Stored data:
╭──

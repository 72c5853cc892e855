//! Server settings from environment variables.

use scout_core::discovery::DEFAULT_SEARCH_URL;
use std::env;
use thiserror::Error;

#[derive(Error, Debug, PartialEq, Eq)]
pub enum ServerConfigError {
    #[error("invalid SCOUT_PORT: {0}")]
    InvalidPort(String),
}

#[derive(Debug, Clone)]
pub struct ServerConfig {
    pub host: String,
    pub port: u16,
    /// HTML search endpoint used for candidate discovery.
    pub search_url: String,
}

impl ServerConfig {
    /// Load configuration from environment variables.
    ///
    /// - `SCOUT_HOST` (default "0.0.0.0")
    /// - `SCOUT_PORT` (default 8000)
    /// - `SCOUT_SEARCH_URL` (default: DuckDuckGo HTML endpoint)
    pub fn from_env() -> Result<Self, ServerConfigError> {
        Self::from_lookup(|key| env::var(key).ok())
    }

    pub fn from_lookup<F>(lookup: F) -> Result<Self, ServerConfigError>
    where
        F: Fn(&str) -> Option<String>,
    {
        let port = match lookup("SCOUT_PORT") {
            Some(raw) => raw
                .trim()
                .parse()
                .map_err(|_| ServerConfigError::InvalidPort(raw.clone()))?,
            None => 8000,
        };

        Ok(Self {
            host: lookup("SCOUT_HOST").unwrap_or_else(|| "0.0.0.0".to_string()),
            port,
            search_url: lookup("SCOUT_SEARCH_URL").unwrap_or_else(|| DEFAULT_SEARCH_URL.to_string()),
        })
    }

    pub fn bind_addr(&self) -> String {
        format!("{}:{}", self.host, self.port)
    }
}

#[cfg(test)]
mod tests {
    use super::*;

    #[test]
    fn defaults() {
        let cfg = ServerConfig::from_lookup(|_| None).unwrap();
        assert_eq!(cfg.bind_addr(), "0.0.0.0:8000");
        assert_eq!(cfg.search_url, DEFAULT_SEARCH_URL);
    }

    #[test]
    fn overrides() {
        let cfg = ServerConfig::from_lookup(|key| match key {
            "SCOUT_HOST" => Some("127.0.0.1".to_string()),
            "SCOUT_PORT" => Some("3000".to_string()),
            "SCOUT_SEARCH_URL" => Some("http://localhost:9999/html/".to_string()),
            _ => None,
        })
        .unwrap();
        assert_eq!(cfg.bind_addr(), "127.0.0.1:3000");
        assert_eq!(cfg.search_url, "http://localhost:9999/html/");
    }

    #[test]
    fn bad_port() {
        let err = ServerConfig::from_lookup(|key| match key {
            "SCOUT_PORT" => Some("eighty".to_string()),
            _ => None,
        })
        .unwrap_err();
        assert_eq!(err, ServerConfigError::InvalidPort("eighty".to_string()));
    }
}
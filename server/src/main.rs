mod api;
mod config;
mod telemetry;

use anyhow::Context;
use axum::extract::MatchedPath;
use axum::http::{Request, Response};
use axum::Router;
use scout_core::discovery::{CandidateSource, SearchDiscovery};
use scout_core::llm::{create_provider, LlmConfig, LlmProvider};
use scout_core::ReqwestClient;
use std::env;
use std::sync::Arc;
use std::time::Duration;
use tower_http::classify::ServerErrorsFailureClass;
use tower_http::cors::{AllowHeaders, AllowMethods, AllowOrigin, CorsLayer};
use tower_http::trace::TraceLayer;
use tracing::{Level, Span};
use utoipa_swagger_ui::SwaggerUi;

use crate::config::ServerConfig;

/// Application state shared across all handlers
#[derive(Clone)]
pub struct AppState {
    pub llm: Arc<dyn LlmProvider>,
    pub discovery: Arc<dyn CandidateSource>,
}

/// Any origin, method and header, with credentials.
///
/// A literal `*` is not allowed alongside credentials, so the request's own
/// values are mirrored back instead.
fn cors_layer() -> CorsLayer {
    CorsLayer::new()
        .allow_origin(AllowOrigin::mirror_request())
        .allow_methods(AllowMethods::mirror_request())
        .allow_headers(AllowHeaders::mirror_request())
        .allow_credentials(true)
}

/// Paths polled by orchestrators; traced at TRACE so they stay out of the logs.
const QUIET_PATHS: &[&str] = &["/health"];

/// One `http_request` span per call, with status and latency on completion.
fn with_request_tracing(router: Router) -> Router {
    let layer = TraceLayer::new_for_http()
        .make_span_with(|request: &Request<_>| {
            let path = request
                .extensions()
                .get::<MatchedPath>()
                .map(MatchedPath::as_str)
                .unwrap_or(request.uri().path());

            if QUIET_PATHS.contains(&path) {
                tracing::trace_span!("http_request")
            } else {
                tracing::info_span!("http_request", method = %request.method(), path = %path)
            }
        })
        .on_request(|_request: &Request<_>, _span: &Span| {})
        .on_response(|response: &Response<_>, latency: Duration, span: &Span| {
            let quiet = span.metadata().map(|m| *m.level()) == Some(Level::TRACE);
            if quiet {
                return;
            }
            let status = response.status().as_u16();
            let latency_ms = latency.as_millis();
            if response.status().is_server_error() {
                tracing::error!(status, latency_ms, "request failed with server error");
            } else {
                tracing::info!(status, latency_ms, "request completed");
            }
        })
        .on_failure(
            |failure: ServerErrorsFailureClass, latency: Duration, _span: &Span| {
                tracing::error!(
                    error = %failure,
                    latency_ms = latency.as_millis(),
                    "request failed"
                );
            },
        );

    router.layer(layer)
}

fn build_router(state: AppState) -> Router {
    let swagger_ui = SwaggerUi::new("/swagger-ui").url("/api-docs/openapi.json", api::openapi());

    let app = Router::new()
        .merge(api::router())
        .with_state(state)
        .merge(swagger_ui);

    with_request_tracing(app).layer(cors_layer())
}

#[tokio::main]
async fn main() -> anyhow::Result<()> {
    // Check for --openapi flag to dump spec and exit
    if env::args().any(|arg| arg == "--openapi") {
        println!("{}", api::openapi().to_pretty_json()?);
        return Ok(());
    }

    // Best-effort .env load; ignore if missing
    let _ = dotenvy::dotenv();

    telemetry::init_telemetry();

    let server_config = ServerConfig::from_env()?;
    let llm_config = LlmConfig::from_env().context("model client is not configured")?;

    let llm = create_provider(&llm_config)?;
    tracing::info!(
        provider = llm.provider_name(),
        model = llm.model_name(),
        "LLM provider ready"
    );

    let http = ReqwestClient::new().context("failed to build HTTP client")?;
    let discovery = SearchDiscovery::new(Arc::new(http), server_config.search_url.clone());

    let state = AppState {
        llm,
        discovery: Arc::new(discovery),
    };

    let app = build_router(state);

    let listener = tokio::net::TcpListener::bind(server_config.bind_addr())
        .await
        .with_context(|| format!("failed to bind {}", server_config.bind_addr()))?;

    let addr = listener.local_addr()?;
    tracing::info!("Server listening on {}", addr);
    tracing::info!("Swagger UI available at http://{}/swagger-ui/", addr);

    axum::serve(listener, app).await?;
    Ok(())
}
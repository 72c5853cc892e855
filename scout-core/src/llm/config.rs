//! Model client configuration from environment variables.

use std::env;
use thiserror::Error;

/// Default Gemini REST base URL.
pub const DEFAULT_BASE_URL: &str = "https://generativelanguage.googleapis.com/v1beta";

/// Default model to use.
pub const DEFAULT_MODEL: &str = "gemini-1.5-pro-002";

#[derive(Error, Debug, PartialEq, Eq)]
pub enum ConfigError {
    #[error("Missing required environment variable: {0}")]
    MissingEnvVar(String),

    #[error("Unknown LLM provider: {0} (expected \"gemini\" or \"fake\")")]
    UnknownProvider(String),
}

/// Which backend answers prompts.
#[derive(Debug, Clone, Copy, PartialEq, Eq)]
pub enum ProviderKind {
    Gemini,
    /// Canned responses, no network. For local development and tests.
    Fake,
}

/// Model client configuration, built once at startup.
#[derive(Debug, Clone)]
pub struct LlmConfig {
    pub provider: ProviderKind,
    /// API key for the hosted model. Empty for the fake provider.
    pub api_key: String,
    /// Model name (e.g., "gemini-1.5-pro-002").
    pub model: String,
    /// Base URL for the API.
    pub base_url: String,
}

impl LlmConfig {
    /// Load configuration from environment variables.
    ///
    /// - `SCOUT_LLM_PROVIDER`: "gemini" (default) or "fake"
    /// - `GEMINI_API_KEY`: required for gemini
    /// - `SCOUT_LLM_MODEL`: model name (default: "gemini-1.5-pro-002")
    /// - `SCOUT_LLM_BASE_URL`: API base URL
    pub fn from_env() -> Result<Self, ConfigError> {
        Self::from_lookup(|key| env::var(key).ok())
    }

    /// Load configuration through an arbitrary variable lookup.
    pub fn from_lookup<F>(lookup: F) -> Result<Self, ConfigError>
    where
        F: Fn(&str) -> Option<String>,
    {
        let provider = match lookup("SCOUT_LLM_PROVIDER").as_deref() {
            None | Some("gemini") => ProviderKind::Gemini,
            Some("fake") => ProviderKind::Fake,
            Some(other) => return Err(ConfigError::UnknownProvider(other.to_string())),
        };

        // An empty key is as useless as a missing one
        let api_key = lookup("GEMINI_API_KEY")
            .map(|k| k.trim().to_string())
            .filter(|k| !k.is_empty());

        let api_key = match (provider, api_key) {
            (ProviderKind::Gemini, None) => {
                return Err(ConfigError::MissingEnvVar("GEMINI_API_KEY".to_string()))
            }
            (_, key) => key.unwrap_or_default(),
        };

        let model = lookup("SCOUT_LLM_MODEL").unwrap_or_else(|| DEFAULT_MODEL.to_string());

        let base_url = lookup("SCOUT_LLM_BASE_URL")
            .map(|u| u.trim_end_matches('/').to_string())
            .unwrap_or_else(|| DEFAULT_BASE_URL.to_string());

        Ok(Self {
            provider,
            api_key,
            model,
            base_url,
        })
    }
}

#[cfg(test)]
mod tests {
    use super::*;
    use std::collections::HashMap;

    fn lookup(vars: &[(&str, &str)]) -> impl Fn(&str) -> Option<String> {
        let map: HashMap<String, String> = vars
            .iter()
            .map(|(k, v)| (k.to_string(), v.to_string()))
            .collect();
        move |key| map.get(key).cloned()
    }

    #[test]
    fn test_gemini_defaults() {
        let config = LlmConfig::from_lookup(lookup(&[("GEMINI_API_KEY", "abc")])).unwrap();
        assert_eq!(config.provider, ProviderKind::Gemini);
        assert_eq!(config.api_key, "abc");
        assert_eq!(config.model, DEFAULT_MODEL);
        assert_eq!(config.base_url, DEFAULT_BASE_URL);
    }

    #[test]
    fn test_missing_key_is_an_error() {
        let err = LlmConfig::from_lookup(lookup(&[])).unwrap_err();
        assert_eq!(err, ConfigError::MissingEnvVar("GEMINI_API_KEY".to_string()));
        assert!(err.to_string().contains("GEMINI_API_KEY"));

        let err = LlmConfig::from_lookup(lookup(&[("GEMINI_API_KEY", "  ")])).unwrap_err();
        assert_eq!(err, ConfigError::MissingEnvVar("GEMINI_API_KEY".to_string()));
    }

    #[test]
    fn test_fake_needs_no_key() {
        let config = LlmConfig::from_lookup(lookup(&[("SCOUT_LLM_PROVIDER", "fake")])).unwrap();
        assert_eq!(config.provider, ProviderKind::Fake);
        assert!(config.api_key.is_empty());
    }

    #[test]
    fn test_overrides() {
        let config = LlmConfig::from_lookup(lookup(&[
            ("GEMINI_API_KEY", "abc"),
            ("SCOUT_LLM_MODEL", "gemini-2.0-flash"),
            ("SCOUT_LLM_BASE_URL", "http://localhost:9000/v1beta/"),
        ]))
        .unwrap();
        assert_eq!(config.model, "gemini-2.0-flash");
        assert_eq!(config.base_url, "http://localhost:9000/v1beta");
    }

    #[test]
    fn test_unknown_provider() {
        let err = LlmConfig::from_lookup(lookup(&[("SCOUT_LLM_PROVIDER", "openai")])).unwrap_err();
        assert_eq!(err, ConfigError::UnknownProvider("openai".to_string()));
    }
}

╰──

**WORK INSTRUCTION**
Filter by the word "MissingEnvVar": copy every line of the data that holds it.

**YOUR RESPONSE**
    MissingEnvVar(String),
                return Err(ConfigError::MissingEnvVar("GEMINI_API_KEY".to_string()))
        assert_eq!(err, ConfigError::MissingEnvVar("GEMINI_API_KEY".to_string()));
        assert_eq!(err, ConfigError::MissingEnvVar("GEMINI_API_KEY".to_string()));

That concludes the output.